Lightweight, strong, precise and delicate. Your bike wheels are what brings you into contact with the terrain. If you look after them, they will look after you. We explain the 5 maintenance tips to keep one of the most important investments of your bike in perfect condition.


The most important part of the wheelset. The correct spoke tension, as well as being true is fundamental to getting the most out of your wheels. If any one of the spokes are loose, damaged or broken, it will, as a consequence, affect the tension of the rest of the spokes, which in turn will make the wheel untrue. With daily use, it is quite normal for the wheels to loose tension, and will be directly affected by the type of terrain being ridden upon, the impacts received by the rim, the rider weight, the way the bike is ridden, the type of tyres being used, and the tyre pressure. It is recommended to check spoke tension on certain intervals, both on mountain bikes and road bikes, even if the wheel is true. It is important that the work is carried out by a qualified mechanic, as is the use of the correct tools for the job, as if these are not used, the risk of damaging the spokes/nipples is increased.

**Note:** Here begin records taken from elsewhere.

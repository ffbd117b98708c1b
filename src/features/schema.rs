use crate::types::feature_column::FeatureColumn;
use serde::{Deserialize, Serialize};

pub const CITY_ENCODED: &str = "city_encoded";
pub const COUNTRY_ENCODED: &str = "country_encoded";
pub const CALENDAR_FEATURES: [&str; 3] = ["day_of_year", "month", "weekday"];

/// The layout of every feature vector produced in one run.
///
/// A vector holds, for each lag `1..=lag_days`, the value of every column in
/// `columns` from that many days before the target day; then the encoded city (and
/// country, when the table had one) of the target day; then its day of year, month
/// and weekday. With all seven columns and a country the width is `lag_days * 7 + 5`.
#[derive(Debug, Clone, PartialEq, Eq, Serialize, Deserialize)]
pub struct FeatureSchema {
    pub target: FeatureColumn,
    pub lag_days: usize,
    /// Raw columns that were present in the table, in declared order.
    pub columns: Vec<FeatureColumn>,
    pub has_country: bool,
}

impl FeatureSchema {
    pub fn width(&self) -> usize {
        self.lag_days * self.columns.len()
            + 1
            + usize::from(self.has_country)
            + CALENDAR_FEATURES.len()
    }

    /// Column names of the feature matrix, matching the emitted layout exactly.
    pub fn feature_names(&self) -> Vec<String> {
        let mut names = Vec::with_capacity(self.width());
        for lag in 1..=self.lag_days {
            names.extend(self.columns.iter().map(|c| c.lag_name(lag)));
        }
        names.push(CITY_ENCODED.to_string());
        if self.has_country {
            names.push(COUNTRY_ENCODED.to_string());
        }
        names.extend(CALENDAR_FEATURES.iter().map(|n| n.to_string()));
        names
    }
}

#[cfg(test)]
mod tests {
    use super::*;

    #[test]
    fn full_schema_names() {
        let schema = FeatureSchema {
            target: FeatureColumn::AvgTemperature,
            lag_days: 2,
            columns: FeatureColumn::ALL.to_vec(),
            has_country: true,
        };
        let names = schema.feature_names();

        assert_eq!(schema.width(), 2 * 7 + 5);
        assert_eq!(names.len(), schema.width());
        assert_eq!(names[0], "avg_temperature_lag_1");
        assert_eq!(names[6], "avg_pressure_lag_1");
        assert_eq!(names[7], "avg_temperature_lag_2");
        assert_eq!(
            &names[14..],
            ["city_encoded", "country_encoded", "day_of_year", "month", "weekday"]
        );
    }

    #[test]
    fn absent_columns_shrink_the_schema() {
        let schema = FeatureSchema {
            target: FeatureColumn::AvgTemperature,
            lag_days: 3,
            columns: vec![FeatureColumn::AvgTemperature, FeatureColumn::AvgHumidity],
            has_country: false,
        };

        assert_eq!(schema.width(), 3 * 2 + 4);
        assert_eq!(schema.feature_names().len(), schema.width());
        assert!(!schema.feature_names().contains(&"country_encoded".to_string()));
    }
}
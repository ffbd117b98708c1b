use crate::training::error::TrainingError;
use ndarray::{Array1, Array2, Axis};

/// A regression model trained on a scaled feature matrix.
///
/// Hyperparameter search lives outside this crate; it only needs to construct
/// candidates, call [`Regressor::fit`] and score them with
/// [`crate::evaluate`].
pub trait Regressor {
    /// Fits the model, replacing any previous fit.
    ///
    /// # Arguments
    ///
    /// * `x` - Scaled feature matrix, one row per instance.
    /// * `y` - Target of each row.
    ///
    /// # Errors
    ///
    /// Returns [`TrainingError::LengthMismatch`] if `x` and `y` disagree on the number of
    /// rows, [`TrainingError::EmptyTrainingSet`] for zero rows, or a model specific error
    /// when the fit itself fails.
    fn fit(&mut self, x: &Array2<f64>, y: &Array1<f64>) -> Result<(), TrainingError>;

    /// Predicts one value per row of `x`.
    ///
    /// # Errors
    ///
    /// Returns [`TrainingError::NotFitted`] before a successful [`Regressor::fit`], and
    /// [`TrainingError::FeatureCountMismatch`] if `x` has a different number of columns
    /// than the training matrix.
    fn predict(&self, x: &Array2<f64>) -> Result<Array1<f64>, TrainingError>;
}

// Pivots smaller than this are treated as zero when solving the normal equations.
const PIVOT_TOLERANCE: f64 = 1e-12;

/// Linear least squares with an L2 penalty and an unpenalized intercept.
#[derive(Debug, Clone, PartialEq)]
pub struct RidgeRegressor {
    alpha: f64,
    weights: Option<Array1<f64>>,
    intercept: f64,
}

impl RidgeRegressor {
    /// Creates an unfitted model with L2 penalty `alpha`.
    ///
    /// `alpha = 0.0` is ordinary least squares, which fails with
    /// [`TrainingError::Singular`] on collinear or constant columns.
    ///
    /// # Errors
    ///
    /// Returns [`TrainingError::InvalidHyperparameter`] if `alpha` is negative, `NaN` or
    /// infinite.
    ///
    /// # Example
    ///
    /// ```
    /// use ndarray::array;
    /// use weathercast::{Regressor, RidgeRegressor};
    ///
    /// let mut model = RidgeRegressor::new(0.0)?;
    /// model.fit(&array![[0.0], [1.0], [2.0]], &array![1.0, 3.0, 5.0])?;
    /// let predicted = model.predict(&array![[3.0]])?;
    /// assert!((predicted[0] - 7.0).abs() < 1e-9);
    /// # Ok::<(), weathercast::TrainingError>(())
    /// ```
    pub fn new(alpha: f64) -> Result<Self, TrainingError> {
        if !(alpha >= 0.0 && alpha.is_finite()) {
            return Err(TrainingError::InvalidHyperparameter(format!(
                "alpha must be a finite non-negative number, got {alpha}"
            )));
        }
        Ok(Self {
            alpha,
            weights: None,
            intercept: 0.0,
        })
    }

    pub fn alpha(&self) -> f64 {
        self.alpha
    }

    /// Fitted coefficients, one per feature column, or `None` before fitting.
    pub fn weights(&self) -> Option<&Array1<f64>> {
        self.weights.as_ref()
    }

    pub fn intercept(&self) -> f64 {
        self.intercept
    }
}

impl Default for RidgeRegressor {
    fn default() -> Self {
        Self {
            alpha: 1.0,
            weights: None,
            intercept: 0.0,
        }
    }
}

impl Regressor for RidgeRegressor {
    fn fit(&mut self, x: &Array2<f64>, y: &Array1<f64>) -> Result<(), TrainingError> {
        if x.nrows() != y.len() {
            return Err(TrainingError::LengthMismatch {
                rows: x.nrows(),
                targets: y.len(),
            });
        }
        let (Some(x_mean), Some(y_mean)) = (x.mean_axis(Axis(0)), y.mean()) else {
            return Err(TrainingError::EmptyTrainingSet);
        };

        let xc = x - &x_mean;
        let yc = y - y_mean;
        let mut gram = xc.t().dot(&xc);
        for i in 0..gram.nrows() {
            gram[[i, i]] += self.alpha;
        }
        let rhs = xc.t().dot(&yc);

        let weights = solve(gram, rhs).ok_or(TrainingError::Singular)?;
        self.intercept = y_mean - x_mean.dot(&weights);
        self.weights = Some(weights);
        Ok(())
    }

    fn predict(&self, x: &Array2<f64>) -> Result<Array1<f64>, TrainingError> {
        let weights = self.weights.as_ref().ok_or(TrainingError::NotFitted)?;
        if x.ncols() != weights.len() {
            return Err(TrainingError::FeatureCountMismatch {
                expected: weights.len(),
                found: x.ncols(),
            });
        }
        Ok(x.dot(weights) + self.intercept)
    }
}

/// Solves `a * x = b` by Gaussian elimination with partial pivoting.
/// Returns `None` when `a` is (numerically) singular.
fn solve(mut a: Array2<f64>, mut b: Array1<f64>) -> Option<Array1<f64>> {
    let n = b.len();
    for col in 0..n {
        let pivot = (col..n).max_by(|&i, &j| a[[i, col]].abs().total_cmp(&a[[j, col]].abs()))?;
        if !(a[[pivot, col]].abs() > PIVOT_TOLERANCE) {
            return None;
        }
        if pivot != col {
            for k in 0..n {
                a.swap([col, k], [pivot, k]);
            }
            b.swap(col, pivot);
        }
        for row in col + 1..n {
            let factor = a[[row, col]] / a[[col, col]];
            if factor == 0.0 {
                continue;
            }
            for k in col..n {
                a[[row, k]] -= factor * a[[col, k]];
            }
            b[row] -= factor * b[col];
        }
    }

    let mut x = Array1::zeros(n);
    for row in (0..n).rev() {
        let tail: f64 = (row + 1..n).map(|k| a[[row, k]] * x[k]).sum();
        x[row] = (b[row] - tail) / a[[row, row]];
    }
    Some(x)
}
pub mod category_encoder;
pub mod feature_column;
pub mod observation;
pub mod observation_table;
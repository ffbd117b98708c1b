//! Dense integer codes for the categorical columns (city and country).

use serde::{Deserialize, Serialize};
use std::collections::BTreeSet;

/// A bidirectional mapping between category strings and dense codes `0..len`.
///
/// Codes follow the lexicographic order of the distinct values the encoder was fitted
/// on, so the assignment depends only on the set of observed values and not on the
/// order they were seen in. Fitting twice on the same values gives identical codes.
///
/// # Examples
///
/// ```
/// use weathercast::CategoryEncoder;
///
/// let encoder = CategoryEncoder::fit(["Paris", "Berlin", "Paris", "Amsterdam"]);
/// assert_eq!(encoder.encode("Amsterdam"), Some(0));
/// assert_eq!(encoder.encode("Paris"), Some(2));
/// assert_eq!(encoder.decode(1), Some("Berlin"));
/// assert_eq!(encoder.encode("Rome"), None);
/// ```
#[derive(Debug, Clone, PartialEq, Eq, Default, Serialize, Deserialize)]
pub struct CategoryEncoder {
    // Sorted and unique; the index of a value is its code.
    classes: Vec<String>,
}

impl CategoryEncoder {
    pub fn fit<I, S>(values: I) -> Self
    where
        I: IntoIterator<Item = S>,
        S: AsRef<str>,
    {
        let distinct: BTreeSet<String> = values
            .into_iter()
            .map(|v| v.as_ref().to_string())
            .collect();
        Self {
            classes: distinct.into_iter().collect(),
        }
    }

    pub fn encode(&self, value: &str) -> Option<u32> {
        self.classes
            .binary_search_by(|class| class.as_str().cmp(value))
            .ok()
            .map(|idx| idx as u32)
    }

    pub fn decode(&self, code: u32) -> Option<&str> {
        self.classes.get(code as usize).map(String::as_str)
    }

    /// The known values, in code order.
    pub fn classes(&self) -> &[String] {
        &self.classes
    }

    pub fn len(&self) -> usize {
        self.classes.len()
    }

    pub fn is_empty(&self) -> bool {
        self.classes.is_empty()
    }
}

/// The encoders fitted for one pipeline run. `country` is `None` when the observation
/// table had no country column.
#[derive(Debug, Clone, PartialEq, Eq, Serialize, Deserialize)]
pub struct CategoricalEncoders {
    pub city: CategoryEncoder,
    pub country: Option<CategoryEncoder>,
}

#[cfg(test)]
mod tests {
    use super::*;

    #[test]
    fn codes_are_lexicographic_and_dense() {
        let encoder = CategoryEncoder::fit(["b", "c", "a", "c", "b"]);
        assert_eq!(encoder.classes(), ["a", "b", "c"]);
        assert_eq!(encoder.len(), 3);
        for (code, class) in encoder.classes().iter().enumerate() {
            assert_eq!(encoder.encode(class), Some(code as u32));
            assert_eq!(encoder.decode(code as u32), Some(class.as_str()));
        }
    }

    #[test]
    fn assignment_ignores_input_order() {
        let first = CategoryEncoder::fit(["Tokyo", "Lima", "Cairo"]);
        let second = CategoryEncoder::fit(["Cairo", "Tokyo", "Lima", "Lima"]);
        assert_eq!(first, second);
    }

    #[test]
    fn unknown_values_and_codes() {
        let encoder = CategoryEncoder::fit(["x"]);
        assert_eq!(encoder.encode("y"), None);
        assert_eq!(encoder.decode(1), None);
        assert!(CategoryEncoder::fit(Vec::<String>::new()).is_empty());
    }
}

After spokes, the second most important part of any wheelset to check regularly are the bearings. If you ride in perfect conditions, dry and without mud, then it is recommended to check the bearings every 8 weeks in both the front and rear wheels. Clean and re-grease the bearings. There is no need to remove them from the hub, just remove the adaptors and washers, use a rag and degreaser to clean them, if you have access to compressed air even better. If you ride in wet, damp and muddy conditions and ride multiple times a week, it is recommended to do these checks at least once a month. To check whether the bearings are worn, all that is needed to do is move them whilst in place with your finger, and check if the spin freely or if there is any friction. It is also recommended to check for any lateral play in them, a symptom of wear. If there is a lot of friction then replace them, remember that most rear hubs have two sets of internal bearings that need checking and replacing if necessary. Whilst checking the rear hub, it is a good idea to go over the freehub body, cleaning and re-greasing the pawls and springs. Always clean and re grease with the correct lubricants. Cheaper wheelsets usually have open bearing systems, which will take slightly longer to clean and re-grease and will need more regular checks. Replacing these types of bearings is a relatively cheap and easy procedure. With these types of wheels the final adjustment of the cones should be performed with the correct cone spanners so the wheel can spin freely and with play in the bearings.

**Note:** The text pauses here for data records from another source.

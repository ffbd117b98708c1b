mod artifacts;
mod error;
mod features;
mod pipeline;
mod source;
mod training;
mod types;
mod utils;

pub use error::ForecastError;
pub use pipeline::*;

pub use types::category_encoder::{CategoricalEncoders, CategoryEncoder};
pub use types::feature_column::{
    FeatureColumn, UnknownFeatureColumn, CITY_COLUMN, COUNTRY_COLUMN, DATE_COLUMN,
};
pub use types::observation::Observation;
pub use types::observation_table::ObservationTable;

pub use features::builder::{build_features, BuildReport, FeatureBuilder, FeatureSet, InstanceKey};
pub use features::forecast::ForecastSet;
pub use features::scaler::{ScalerParams, StandardScaler};
pub use features::schema::FeatureSchema;
pub use features::split::{split, split_point, TrainTestSplit};

pub use artifacts::FeatureArtifacts;

pub use source::memory::MemorySource;
pub use source::warehouse::WarehouseSource;
pub use source::DataSource;

pub use training::metrics::{evaluate, fit_and_evaluate, mean_squared_error, r2_score, Evaluation};
pub use training::regressor::{Regressor, RidgeRegressor};

pub use utils::default_warehouse_root;

pub use artifacts::error::ArtifactError;
pub use features::error::FeatureError;
pub use source::error::DataSourceError;
pub use training::error::TrainingError;
//! Trains a ridge model on a CSV warehouse table and saves the feature artifacts.
//!
//! Run with a warehouse root holding `weather-demo/weather_dataset/weather_summary.csv`:
//! `cargo run --example train_from_csv -- /path/to/warehouse`.
//! Without an argument a synthetic table is written to a temporary directory.

use chrono::{Duration, NaiveDate};
use std::env;
use std::fmt::Write as _;
use std::path::{Path, PathBuf};
use weathercast::{FeatureColumn, ForecastPipeline, RidgeRegressor, WarehouseSource};

fn main() -> Result<(), Box<dyn std::error::Error>> {
    let tmp = tempfile::tempdir()?;
    let root = match env::args().nth(1) {
        Some(path) => PathBuf::from(path),
        None => {
            write_synthetic_table(tmp.path())?;
            tmp.path().to_path_buf()
        }
    };

    let source = WarehouseSource::builder()
        .project("weather-demo")
        .dataset("weather_dataset")
        .root(root.clone())
        .build();

    let pipeline = ForecastPipeline::builder()
        .target(FeatureColumn::AvgTemperature)
        .lag_days(3)
        .build();
    let prepared = pipeline.fetch(&source).row_limit(10_000).call()?;

    println!(
        "Built {} instances from {} cities ({} skipped)",
        prepared.report.instances,
        prepared.report.groups,
        prepared.report.skipped_cities.len()
    );
    println!("Features: {:?}", prepared.feature_names);

    let mut model = RidgeRegressor::new(1.0)?;
    let evaluation = prepared.evaluate(&mut model)?;
    println!(
        "Test MSE {:.3}, RMSE {:.3}, r2 {:.3}",
        evaluation.mse, evaluation.rmse, evaluation.r2
    );

    let artifacts_path = root.join("artifacts").join("avg_temperature.bin");
    prepared.artifacts.save(&artifacts_path)?;
    println!("Saved feature artifacts to {}", artifacts_path.display());

    Ok(())
}

fn write_synthetic_table(root: &Path) -> Result<(), Box<dyn std::error::Error>> {
    let dir = root.join("weather-demo").join("weather_dataset");
    std::fs::create_dir_all(&dir)?;

    let mut csv = String::from(
        "date,city,country,avg_temperature,max_temperature,min_temperature,\
         total_precipitation,max_wind_speed,avg_humidity,avg_pressure\n",
    );
    let start = NaiveDate::from_ymd_opt(2023, 1, 1).unwrap();
    let cities = [("Amsterdam", "Netherlands", 10.0), ("Madrid", "Spain", 16.0), ("Oslo", "Norway", 5.0)];
    for (city, country, base) in cities {
        for d in 0..365 {
            let t = base + 9.0 * ((d as f64 - 100.0) / 58.0).sin();
            writeln!(
                csv,
                "{},{city},{country},{t:.1},{:.1},{:.1},{:.1},{:.1},{:.1},{:.1}",
                start + Duration::days(d),
                t + 4.5,
                t - 4.0,
                (d % 6) as f64 * 0.8,
                12.0 + (d % 9) as f64,
                65.0 + (d % 13) as f64,
                1008.0 + (d % 5) as f64
            )?;
        }
    }
    std::fs::write(dir.join("weather_summary.csv"), csv)?;
    Ok(())
}
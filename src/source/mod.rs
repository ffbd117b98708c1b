//! Where observation tables come from.

pub mod error;
pub mod memory;
pub mod warehouse;

use crate::source::error::DataSourceError;
use crate::types::observation_table::ObservationTable;

/// A store of per-city daily weather observations.
///
/// Implementations return rows ordered by date, newest first, keeping at most
/// `row_limit` rows. Consumers must not rely on that order: feature construction sorts
/// the table itself.
///
/// A table with no matching rows is returned as an empty [`ObservationTable`], not as an
/// error. An unreachable store or a request that cannot be served is an error.
pub trait DataSource {
    fn fetch(
        &self,
        table_name: &str,
        row_limit: Option<usize>,
    ) -> Result<ObservationTable, DataSourceError>;
}
//! Everything fitted during a pipeline run that inference needs to reproduce the exact
//! same features: the feature schema, the categorical encoders and the scaler params.
//!
//! These are stored next to the trained model. Refitting them on new data would assign
//! different codes and scales than the model was trained with.

pub mod error;

use crate::artifacts::error::ArtifactError;
use crate::features::error::FeatureError;
use crate::features::forecast::{build_forecast_rows, ForecastSet};
use crate::features::scaler::ScalerParams;
use crate::features::schema::FeatureSchema;
use crate::types::category_encoder::CategoricalEncoders;
use crate::types::observation_table::ObservationTable;
use bincode::config::{Configuration, Fixint, LittleEndian};
use log::info;
use serde::{Deserialize, Serialize};
use std::path::Path;

const BINCODE_CONFIG: Configuration<LittleEndian, Fixint> =
    bincode::config::standard().with_fixed_int_encoding();

#[derive(Debug, Clone, PartialEq, Serialize, Deserialize)]
pub struct FeatureArtifacts {
    pub schema: FeatureSchema,
    pub encoders: CategoricalEncoders,
    pub scaler: ScalerParams,
}

impl FeatureArtifacts {
    pub fn feature_names(&self) -> Vec<String> {
        self.schema.feature_names()
    }

    /// Builds scaled feature rows forecasting the day after each city's latest
    /// observation in `table`, using the stored encoders and scaler.
    ///
    /// # Errors
    ///
    /// * [`FeatureError::UnknownCategory`] for a city or country not seen in training.
    /// * [`FeatureError::SchemaMismatch`] if `table` lacks a column the model was
    ///   trained with.
    pub fn forecast_features(&self, table: &ObservationTable) -> Result<ForecastSet, FeatureError> {
        let rows = build_forecast_rows(&self.schema, &self.encoders, table)?;
        Ok(ForecastSet {
            features: self.scaler.transform(&rows.features)?,
            ..rows
        })
    }

    /// Writes the artifacts to `path` in bincode format, creating parent directories.
    pub fn save(&self, path: &Path) -> Result<(), ArtifactError> {
        let bytes = bincode::serde::encode_to_vec(self, BINCODE_CONFIG)
            .map_err(|e| ArtifactError::Encode(Box::new(e)))?;
        if let Some(parent) = path.parent() {
            std::fs::create_dir_all(parent)
                .map_err(|e| ArtifactError::Write(path.to_path_buf(), e))?;
        }
        std::fs::write(path, &bytes).map_err(|e| ArtifactError::Write(path.to_path_buf(), e))?;
        info!("Wrote feature artifacts ({} bytes) to {}", bytes.len(), path.display());
        Ok(())
    }

    pub fn load(path: &Path) -> Result<Self, ArtifactError> {
        let bytes = std::fs::read(path).map_err(|e| ArtifactError::Read(path.to_path_buf(), e))?;
        let (artifacts, _) = bincode::serde::decode_from_slice::<Self, _>(&bytes, BINCODE_CONFIG)
            .map_err(|e| ArtifactError::Decode(path.to_path_buf(), Box::new(e)))?;
        Ok(artifacts)
    }

    /// Human-readable dump, useful for logging next to a model registry entry.
    pub fn to_json(&self) -> Result<String, ArtifactError> {
        Ok(serde_json::to_string_pretty(self)?)
    }
}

Rims, both the alloy and carbon types should be checked internally and externally at least a few times a year. Check for cracks, that the brake surface is clean and the rim lip shows no signs of damage that could affect the correct seating of the tyres or the loss of sealant in tubeless rims. For standard tubed rims, check that the rim strip is correctly placed, and no holes are showing or any loose metal shards are present that could cause a puncture. For road wheels, check that the correct brake pads are fitted for the rim material used, as carbon rims require a special pad compound so as not to damage them.


Both quick release and thru axles should be checked before every ride. Make sure they are tightened and the levers are in the correct position. It is also good practice to clean and re-grease them occasionally, so they can be fitted and removed with ease without damaging the frame or fork. If the axles have a factory torque recommendation, then these should be checked with a torque wrench. It is also important to remember that when fitting wheels, they should be correctly seated in the frame and/or fork. With thru axles, the wheels will always sit in the correct position, but with the standard QR type axles it is normal for them to sit at an angle if care is not taken. Take your time to ensure both wheels are positioned and tightened correctly before starting your ride.  


No matter what type of tyre system is used, it is important to check them regularly. If you use the traditional style of tyre/tube combo, make sure that the tyre has seated correctly when inflating, the rim strip is centred and the valve is not at an angle. For tubular tyres the most important aspect is the glueing process, if this is not done correctly, they will not sit centred on the rim or in the worst case scenario can come unstuck during a ride and cause serious harm to the rider. If you are unsure of how to go about fitting tubular tyres, we recommend taking it to your nearest road bike specialist. With tubeless systems, change the sealant at least once a season, and occasionally check that the valve is tightened correctly and does not leak. Regardless of the type of tyre being used (conventional, Tubular or tubeless) make sure that they do not present any signs of damage, cuts or holes that could cause a blowout, if this is the case, then replaces them immediately.